▸ The task: Only the number is needed. Please count the lines below in which the word "Answer" occurs.

▸ Records for this task:
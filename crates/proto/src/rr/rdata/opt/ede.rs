// Copyright 2015-2023 Benjamin Fry <benjaminfry@me.com>
//
// Licensed under the Apache License, Version 2.0, <LICENSE-APACHE or
// https://apache.org/licenses/LICENSE-2.0> or the MIT license <LICENSE-MIT or
// https://opensource.org/licenses/MIT>, at your option. This file may not be
// copied, modified, or distributed except according to those terms.

//! The Extended DNS Errors option, [RFC 8914](https://tools.ietf.org/html/rfc8914#section-2)

use std::fmt;

#[cfg(feature = "serde")]
use serde::{Deserialize, Serialize};

use super::{EdnsCode, EdnsOptionData};
use crate::error::*;
use crate::serialize::binary::*;

/// Additional information about the cause of an error, next to the response code
///
/// ```text
///                                               1   1   1   1   1   1
///       0   1   2   3   4   5   6   7   8   9   0   1   2   3   4   5
///     +---+---+---+---+---+---+---+---+---+---+---+---+---+---+---+---+
///  0: |                            OPTION-CODE                        |
///     +---+---+---+---+---+---+---+---+---+---+---+---+---+---+---+---+
///  2: |                           OPTION-LENGTH                       |
///     +---+---+---+---+---+---+---+---+---+---+---+---+---+---+---+---+
///  4: | INFO-CODE                                                     |
///     +---+---+---+---+---+---+---+---+---+---+---+---+---+---+---+---+
///  6: / EXTRA-TEXT ...                                                /
///     +---+---+---+---+---+---+---+---+---+---+---+---+---+---+---+---+
/// ```
#[cfg_attr(feature = "serde", derive(Deserialize, Serialize))]
#[derive(Debug, PartialEq, Eq, Hash, Clone)]
pub struct ExtendedError {
    info_code: u16,
    extra_text: String,
}

impl ExtendedError {
    /// Construct a new extended error
    pub fn new(info_code: u16, extra_text: impl Into<String>) -> Self {
        Self {
            info_code,
            extra_text: extra_text.into(),
        }
    }

    /// The INFO-CODE from the IANA Extended DNS Error Codes registry
    pub fn info_code(&self) -> u16 {
        self.info_code
    }

    /// Free form text for a human, may be empty
    pub fn extra_text(&self) -> &str {
        &self.extra_text
    }

    /// The registered purpose of the info code
    pub fn purpose(&self) -> Option<&'static str> {
        let purpose = match self.info_code {
            0 => "Other Error",
            1 => "Unsupported DNSKEY Algorithm",
            2 => "Unsupported DS Digest Type",
            3 => "Stale Answer",
            4 => "Forged Answer",
            5 => "DNSSEC Indeterminate",
            6 => "DNSSEC Bogus",
            7 => "Signature Expired",
            8 => "Signature Not Yet Valid",
            9 => "DNSKEY Missing",
            10 => "RRSIGs Missing",
            11 => "No Zone Key Bit Set",
            12 => "NSEC Missing",
            13 => "Cached Error",
            14 => "Not Ready",
            15 => "Blocked",
            16 => "Censored",
            17 => "Filtered",
            18 => "Prohibited",
            19 => "Stale NXDomain Answer",
            20 => "Not Authoritative",
            21 => "Not Supported",
            22 => "No Reachable Authority",
            23 => "Network Error",
            24 => "Invalid Data",
            _ => return None,
        };

        Some(purpose)
    }
}

impl EdnsOptionData for ExtendedError {
    fn len(&self) -> usize {
        2 + self.extra_text.len()
    }

    fn read_data(data: &[u8]) -> ProtoResult<Self> {
        if data.len() < 2 {
            return Err(DecodeError::InvalidEdnsOptionLength {
                code: EdnsCode::ExtendedError.into(),
                len: data.len(),
            }
            .into());
        }

        let mut decoder = BinDecoder::new(data);
        let info_code = decoder.read_u16()?.unverified();
        let text = decoder.read_slice(decoder.len())?.unverified(/*verified as utf8*/);
        let extra_text = std::str::from_utf8(text).map_err(DecodeError::from)?;

        Ok(Self::new(info_code, extra_text))
    }
}

impl BinEncodable for ExtendedError {
    fn emit(&self, encoder: &mut BinEncoder<'_>) -> ProtoResult<()> {
        encoder.emit_u16(self.info_code)?;
        encoder.emit_vec(self.extra_text.as_bytes())
    }
}

impl fmt::Display for ExtendedError {
    fn fmt(&self, f: &mut fmt::Formatter<'_>) -> fmt::Result {
        match self.purpose() {
            Some(purpose) => write!(f, "{} ({purpose})", self.info_code)?,
            None => write!(f, "{}", self.info_code)?,
        }

        if !self.extra_text.is_empty() {
            write!(f, ": {}", self.extra_text)?;
        }

        Ok(())
    }
}
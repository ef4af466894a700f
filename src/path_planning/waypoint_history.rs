//! Rolling buffer of the road-relative points already sent to the path
//! follower.

use std::collections::VecDeque;

/// Previously emitted `(s, d)` points not yet driven over, oldest first.
///
/// The two coordinate sequences are always pushed and popped together, so
/// they have the same length at all times.
#[derive(Debug, Clone, Default, PartialEq)]
pub struct WaypointHistory {
    s: VecDeque<f64>,
    d: VecDeque<f64>,
}

impl WaypointHistory {
    pub fn new() -> Self {
        Self::default()
    }

    /// Remove the `consumed` oldest points, stopping early once empty
    pub fn trim(&mut self, consumed: usize) {
        for _ in 0..consumed {
            if self.s.pop_front().is_none() || self.d.pop_front().is_none() {
                break;
            }
        }
    }

    /// Keep at most `cap` points, dropping the newest ones
    pub fn truncate(&mut self, cap: usize) {
        self.s.truncate(cap);
        self.d.truncate(cap);
    }

    pub fn append(&mut self, s: f64, d: f64) {
        self.s.push_back(s);
        self.d.push_back(d);
    }

    pub fn front(&self) -> Option<(f64, f64)> {
        Some((*self.s.front()?, *self.d.front()?))
    }

    pub fn back(&self) -> Option<(f64, f64)> {
        Some((*self.s.back()?, *self.d.back()?))
    }

    pub fn len(&self) -> usize {
        self.s.len()
    }

    pub fn is_empty(&self) -> bool {
        self.s.is_empty()
    }

    pub fn clear(&mut self) {
        self.s.clear();
        self.d.clear();
    }

    /// Longitudinal coordinates, oldest first
    pub fn s_values(&self) -> &VecDeque<f64> {
        &self.s
    }

    /// Lateral coordinates, oldest first
    pub fn d_values(&self) -> &VecDeque<f64> {
        &self.d
    }
}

▸ Result for this task: 3